Stanley completed The Secret Glory – an examination of SS officer Otto Rahn's search for the Holy Grail – in 2001 and The White Darkness – a look at the voodoo practices in Haiti – in 2002. Following several festival screenings, both documentaries appeared in the Dust Devil DVD box-set, released by Subversive Cinema in 2006.

Stanley's cinematic efforts include a number of short films. Children of the Kingdom appeared in the short-film collection Europe – 99euro-films 2 in 2003. The science fiction story The Sea of Perdition premiered in October 2006 at the Festival de Cine de Sitges, and has since been made available online and on the 2009 Severin DVD release of Hardware. The werewolf short Black Tulips premiered online in September 2008.
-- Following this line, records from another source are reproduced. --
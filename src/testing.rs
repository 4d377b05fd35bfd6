// =============================================================================
// Connect-U Web - Test Doubles
// =============================================================================

use std::collections::{HashMap, VecDeque};
use std::sync::Arc;

use parking_lot::Mutex;

use crate::api::{ApiClient, ApiError, HttpRequest, HttpResponse, HttpTransport};
use crate::session::{Navigator, Session, TokenStorage};

/// In-memory stand-in for `localStorage`.
#[derive(Clone, Default)]
pub struct MemoryStorage {
    entries: Arc<Mutex<HashMap<String, String>>>,
}

impl MemoryStorage {
    pub fn len(&self) -> usize {
        self.entries.lock().len()
    }
}

impl TokenStorage for MemoryStorage {
    fn get(&self, key: &str) -> Option<String> {
        self.entries.lock().get(key).cloned()
    }

    fn set(&self, key: &str, value: &str) {
        self.entries.lock().insert(key.to_string(), value.to_string());
    }

    fn delete(&self, key: &str) {
        self.entries.lock().remove(key);
    }
}

/// Records every redirect instead of leaving the page.
#[derive(Clone, Default)]
pub struct RecordingNavigator {
    visited: Arc<Mutex<Vec<String>>>,
}

impl RecordingNavigator {
    pub fn visited(&self) -> Vec<String> {
        self.visited.lock().clone()
    }
}

impl Navigator for RecordingNavigator {
    fn redirect(&self, path: &str) {
        self.visited.lock().push(path.to_string());
    }
}

/// Replays queued responses in order and records the requests it saw.
#[derive(Clone, Default)]
pub struct ScriptedTransport {
    responses: Arc<Mutex<VecDeque<Result<HttpResponse, ApiError>>>>,
    requests: Arc<Mutex<Vec<HttpRequest>>>,
}

impl ScriptedTransport {
    pub fn respond(&self, status: u16, body: &str) -> &Self {
        self.responses.lock().push_back(Ok(HttpResponse {
            status,
            body: body.to_string(),
        }));
        self
    }

    pub fn fail(&self, message: &str) -> &Self {
        self.responses
            .lock()
            .push_back(Err(ApiError::Network(message.to_string())));
        self
    }

    pub fn requests(&self) -> Vec<HttpRequest> {
        self.requests.lock().clone()
    }
}

impl HttpTransport for ScriptedTransport {
    async fn send(&self, request: HttpRequest) -> Result<HttpResponse, ApiError> {
        self.requests.lock().push(request);
        self.responses
            .lock()
            .pop_front()
            .unwrap_or_else(|| Err(ApiError::Network("no scripted response".to_string())))
    }
}

/// Everything a test needs to drive the client and inspect its effects.
pub struct Harness {
    pub client: ApiClient<ScriptedTransport>,
    pub transport: ScriptedTransport,
    pub storage: MemoryStorage,
    pub navigator: RecordingNavigator,
}

impl Harness {
    pub fn new() -> Self {
        let transport = ScriptedTransport::default();
        let storage = MemoryStorage::default();
        let navigator = RecordingNavigator::default();
        let session = Session::new(storage.clone(), navigator.clone());
        let client = ApiClient::with_transport("", transport.clone(), session);

        Self {
            client,
            transport,
            storage,
            navigator,
        }
    }

    /// Same as `new`, with a token pair already stored.
    pub fn signed_in() -> Self {
        let harness = Self::new();
        harness.storage.set("access", "access-token");
        harness.storage.set("refresh", "refresh-token");
        harness
    }
}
Stanley was a contributing writer-director to the 2011 omnibus The Theatre Bizarre, with an adaptation of the short story "Mother of Toads" by Clark Ashton Smith.

In addition to directing, Stanley has continued working as a screenwriter. He co-wrote the script for Nacho Cerdà's feature debut The Abandoned (2006) and delivered the screenplay for Cerdà's upcoming comic book adaptation I Am Legion (2012). In addition, Stanley was a script collaborator on the Italian horror-thriller Imago Mortis (2009). Stanley also co-wrote an unmade film adaptation of J. G. Ballard's High Rise with director Vincenzo Natali.
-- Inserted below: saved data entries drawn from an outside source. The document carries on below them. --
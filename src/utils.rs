// =============================================================================
// Connect-U Web - DOM Utilities
// =============================================================================

/// Navigate to a new URL (full page reload).
pub fn navigate_to(url: &str) {
    match web_sys::window() {
        Some(window) => {
            if window.location().set_href(url).is_err() {
                log::error!("Navigation to {} was refused", url);
            }
        }
        None => log::error!("No window object available"),
    }
}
Stanley launched the interactive website Terra Umbra – Empire of Shadows in October 2009, an ongoing inquiry into the invisible world and the hidden history of southern and central Europe. He also released the e-book Shadow of the Grail – Magic and Mystery at Montsegur in December 2010.

In early 2012, it was announced that Stanley would collaborate on the anthology film The Profane Exhibit. Stanley's contribution will be the short Coltan, which is described as "an unflinching look into darkest Africa."

===Return to mainstream (2018–present)===
In December 2018, it was announced Stanley was returning to film with an adaptation of The Colour Out of Space with Nicolas Cage set to star. The film, Color Out of Space, was released in 2020 and became a critical success with Stanley being praised for his return.

In a Q&A session upon the release of the film, Stanley revealed it was the first in a trilogy of H.P. Lovecraft adaptations, and that he was currently writing an adaptation of The Dunwich Horror.

In March 2025, it was announced Stanley had been signed as executive producer on Michael Zaiko Hall's dark thriller The Palace. John Fessler from Side Street Studios is set to produce along with Ascent Films. Casting is underway with the film due to shoot in late summer in Salem, Massachusetts. The film, which will be billed as "Richard Stanley Presents The Palace", is described by producers as "a 1960s thriller homage with an underlying commentary on the current state of cinema".

In August 2025, it was reported that Stanley would write the screenplay for The Twisted Childhood Universe film Winnie-the-Pooh: Blood and Honey 3.

Shooting commenced on Stanley's latest project in August 2025, Steel Donkeys, a psychedelic horror comedy based on his own screenplay.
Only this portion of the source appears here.